La riforma, dicevamo, non investe la maternità. Il legislatore, tuttavia, dovrebbe tornare sulla questione in seguito alla condanna riportata a Strasburgo24. La Corte infatti ha ritenuto che l’attuale disciplina del segreto sulla maternità (v. art. 28 l. adoz.) non bilanci adeguatamente i diritti del figlio e della madre25. Potrebbe essere l’occasione per una riflessione approfondita sul tema della maternità alla luce delle convenzioni internazionali e delle esperienze europee. Il principio della unicità dello status di figlio porta nella direzione di una unificazione dei modi di accertamento della maternità a favore di quello che meglio garantisce, nella generalità dei casi, la certezza dello status e l’identità del figlio.

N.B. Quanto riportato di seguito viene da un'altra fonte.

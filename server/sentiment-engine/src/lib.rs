//! Review Sentiment Engine — deterministic, lexicon-based (no model files).
//!
//! Loads an uploaded CSV/XLSX table, finds the review column, labels every
//! review Positive/Negative/Neutral, summarizes the label distribution, picks
//! a business insight and writes the annotated table back out.
//!
//! No AI, no DB, no network; pure computation on one table per call.

pub mod aggregate;
pub mod classifier;
pub mod column;
pub mod config;
pub mod csv_codec;
pub mod engine;
pub mod error;
pub mod format;
pub mod insight;
pub mod lexicon;
pub mod table;
pub mod types;
pub mod xlsx_codec;

pub use aggregate::Distribution;
pub use config::EngineConfig;
pub use engine::{Analysis, Engine};
pub use error::AnalysisError;
pub use format::{load_table, write_table, TableFormat};
pub use insight::Insight;
pub use table::{Cell, Table};
pub use types::{Report, SentimentLabel};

Quanto alla paternità, il nuovo art. 231 c.c. dispone che «il marito è padre del figlio concepito o nato durante il matrimonio». A sua volta il nuovo art. 232, co. 1, c.c. dispone che «Si presume concepito durante il matrimonio il figlio nato quando non sono ancora decorsi trecento giorni dalla data dell’annullamento, dello scioglimento o della cessazione degli effetti civili del matrimonio». L’art. 233 c.c. (Nascita del figlio prima dei centottanta giorni) è abrogato (v. art. 106).

La nascita da donna coniugata comporta dunque sempre l’accertamento automatico in capo alla madre ed al marito di lei sulla base della denuncia di nascita. Il fatto che la presunzione di paternità operi per tutti i figli nati (e non più solo per quelli concepiti) nel matrimonio implica un ripensamento della presunzione di concepimento. In definitiva, nella disciplina riformata il marito è padre dei figli nati dopo il matrimonio e non oltre i 300 giorni dal suo venir meno per effetto della separazione (art. 232, co. 2, c.c.), del divorzio, dell’annullamento (art. 232, co. 1, c.c.).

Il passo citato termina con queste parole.